EXERCISE GOAL. Copy the data exactly. Leave nothing out.

--- START ---

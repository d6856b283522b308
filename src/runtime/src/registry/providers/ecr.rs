//! Amazon Elastic Container Registry.
//!
//! Requests carry the short-lived authorization token issued by the ECR
//! `GetAuthorizationToken` API for the configured IAM credentials.

use super::{
    decode_basic, https_v2, mask, missing_fields, parse_config, validation_result, AuthPull,
};
use crate::registry::client::RegistryRequest;
use a3s_watch_core::error::{Result, WatchError};
use a3s_watch_core::image::ImageRef;
use serde::{Deserialize, Serialize};

#[derive(Debug, Clone, Default, Serialize, Deserialize)]
#[serde(deny_unknown_fields)]
pub struct EcrConfig {
    pub accesskeyid: Option<String>,
    pub secretaccesskey: Option<String>,
    pub region: Option<String>,
}

pub struct Ecr {
    access_key_id: String,
    secret_access_key: String,
    region: String,
    client: Option<aws_sdk_ecr::Client>,
}

impl std::fmt::Debug for Ecr {
    fn fmt(&self, f: &mut std::fmt::Formatter<'_>) -> std::fmt::Result {
        f.debug_struct("Ecr")
            .field("access_key_id", &mask(&self.access_key_id))
            .field("region", &self.region)
            .finish()
    }
}

impl Ecr {
    pub fn from_config(component: &str, value: &serde_json::Value) -> Result<Self> {
        let config: EcrConfig = parse_config(component, value)?;
        validation_result(
            component,
            missing_fields(&[
                ("accesskeyid", config.accesskeyid.as_ref()),
                ("secretaccesskey", config.secretaccesskey.as_ref()),
                ("region", config.region.as_ref()),
            ]),
        )?;
        Ok(Self {
            access_key_id: config.accesskeyid.unwrap_or_default(),
            secret_access_key: config.secretaccesskey.unwrap_or_default(),
            region: config.region.unwrap_or_default(),
            client: None,
        })
    }

    /// Build the ECR API client for the configured credentials.
    pub async fn init(&mut self) {
        let credentials = aws_sdk_ecr::config::Credentials::new(
            self.access_key_id.clone(),
            self.secret_access_key.clone(),
            None,
            None,
            "a3s-watch",
        );
        let sdk_config = aws_config::defaults(aws_config::BehaviorVersion::latest())
            .region(aws_config::Region::new(self.region.clone()))
            .credentials_provider(credentials)
            .load()
            .await;
        self.client = Some(aws_sdk_ecr::Client::new(&sdk_config));
    }

    /// `<account>.dkr.ecr.<region>.amazonaws.com`
    pub fn matches(&self, image: &ImageRef) -> bool {
        is_ecr_host(image.registry_host())
    }

    pub fn normalize(&self, image: &mut ImageRef) {
        let host = image.registry_host().to_string();
        image.registry.url = https_v2(&host);
    }

    async fn authorization_token(&self) -> Result<String> {
        let client = self
            .client
            .as_ref()
            .ok_or_else(|| WatchError::Other("ECR client not initialized".to_string()))?;
        let output = client
            .get_authorization_token()
            .send()
            .await
            .map_err(|e| WatchError::Other(format!("ECR GetAuthorizationToken failed: {}", e)))?;
        output
            .authorization_data()
            .first()
            .and_then(|data| data.authorization_token())
            .map(str::to_string)
            .ok_or_else(|| WatchError::Other("ECR returned no authorization token".to_string()))
    }

    pub async fn authenticate(&self, request: RegistryRequest) -> Result<RegistryRequest> {
        let token = self.authorization_token().await?;
        request.authorization("Basic", &token)
    }

    pub async fn auth_pull(&self) -> Option<AuthPull> {
        match self.authorization_token().await {
            Ok(token) => decode_basic(&token),
            Err(e) => {
                tracing::warn!(error = %e, "Unable to fetch ECR pull credentials");
                None
            }
        }
    }

    pub fn masked(&self) -> serde_json::Value {
        serde_json::json!({
            "accesskeyid": mask(&self.access_key_id),
            "secretaccesskey": mask(&self.secret_access_key),
            "region": self.region,
        })
    }
}

fn is_ecr_host(host: &str) -> bool {
    let Some(prefix) = host.strip_suffix(".amazonaws.com") else {
        return false;
    };
    match prefix.split_once(".dkr.ecr.") {
        Some((account, region)) => !account.is_empty() && !region.is_empty(),
        None => false,
    }
}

--- END ---

SOLUTION TO THIS PROBLEM.
repository d6856b283522b308
filename src/runtime/src/registry/providers/ecr.rs
//! Amazon Elastic Container Registry.
//!
//! Requests carry the short-lived authorization token issued by the ECR
//! `GetAuthorizationToken` API for the configured IAM credentials.

use super::{
    decode_basic, https_v2, mask, missing_fields, parse_config, validation_result, AuthPull,
};
use crate::registry::client::RegistryRequest;
use a3s_watch_core::error::{Result, WatchError};
use a3s_watch_core::image::ImageRef;
use serde::{Deserialize, Serialize};

#[derive(Debug, Clone, Default, Serialize, Deserialize)]
#[serde(deny_unknown_fields)]
pub struct EcrConfig {
    pub accesskeyid: Option<String>,
    pub secretaccesskey: Option<String>,
    pub region: Option<String>,
}

pub struct Ecr {
    access_key_id: String,
    secret_access_key: String,
    region: String,
    client: Option<aws_sdk_ecr::Client>,
}

impl std::fmt::Debug for Ecr {
    fn fmt(&self, f: &mut std::fmt::Formatter<'_>) -> std::fmt::Result {
        f.debug_struct("Ecr")
            .field("access_key_id", &mask(&self.access_key_id))
            .field("region", &self.region)
            .finish()
    }
}

impl Ecr {
    pub fn from_config(component: &str, value: &serde_json::Value) -> Result<Self> {
        let config: EcrConfig = parse_config(component, value)?;
        validation_result(
            component,
            missing_fields(&[
                ("accesskeyid", config.accesskeyid.as_ref()),
                ("secretaccesskey", config.secretaccesskey.as_ref()),
                ("region", config.region.as_ref()),
            ]),
        )?;
        Ok(Self {
            access_key_id: config.accesskeyid.unwrap_or_default(),
            secret_access_key: config.secretaccesskey.unwrap_or_default(),
            region: config.region.unwrap_or_default(),
            client: None,
        })
    }

    /// Build the ECR API client for the configured credentials.
    pub async fn init(&mut self) {
        let credentials = aws_sdk_ecr::config::Credentials::new(
            self.access_key_id.clone(),
            self.secret_access_key.clone(),
            None,
            None,
            "a3s-watch",
        );
        let sdk_config = aws_config::defaults(aws_config::BehaviorVersion::latest())
            .region(aws_config::Region::new(self.region.clone()))
            .credentials_provider(credentials)
            .load()
            .await;
        self.client = Some(aws_sdk_ecr::Client::new(&sdk_config));
    }

    /// `<account>.dkr.ecr.<region>.amazonaws.com`
    pub fn matches(&self, image: &ImageRef) -> bool {
        is_ecr_host(image.registry_host())
    }

    pub fn normalize(&self, image: &mut ImageRef) {
        let host = image.registry_host().to_string();
        image.registry.url = https_v2(&host);
    }

    async fn authorization_token(&self) -> Result<String> {
        let client = self
            .client
            .as_ref()
            .ok_or_else(|| WatchError::Other("ECR client not initialized".to_string()))?;
        let output = client
            .get_authorization_token()
            .send()
            .await
            .map_err(|e| WatchError::Other(format!("ECR GetAuthorizationToken failed: {}", e)))?;
        output
            .authorization_data()
            .first()
            .and_then(|data| data.authorization_token())
            .map(str::to_string)
            .ok_or_else(|| WatchError::Other("ECR returned no authorization token".to_string()))
    }

    pub async fn authenticate(&self, request: RegistryRequest) -> Result<RegistryRequest> {
        let token = self.authorization_token().await?;
        request.authorization("Basic", &token)
    }

    pub async fn auth_pull(&self) -> Option<AuthPull> {
        match self.authorization_token().await {
            Ok(token) => decode_basic(&token),
            Err(e) => {
                tracing::warn!(error = %e, "Unable to fetch ECR pull credentials");
                None
            }
        }
    }

    pub fn masked(&self) -> serde_json::Value {
        serde_json::json!({
            "accesskeyid": mask(&self.access_key_id),
            "secretaccesskey": mask(&self.secret_access_key),
            "region": self.region,
        })
    }
}

fn is_ecr_host(host: &str) -> bool {
    let Some(prefix) = host.strip_suffix(".amazonaws.com") else {
        return false;
    };
    match prefix.split_once(".dkr.ecr.") {
        Some((account, region)) => !account.is_empty() && !region.is_empty(),
        None => false,
    }
}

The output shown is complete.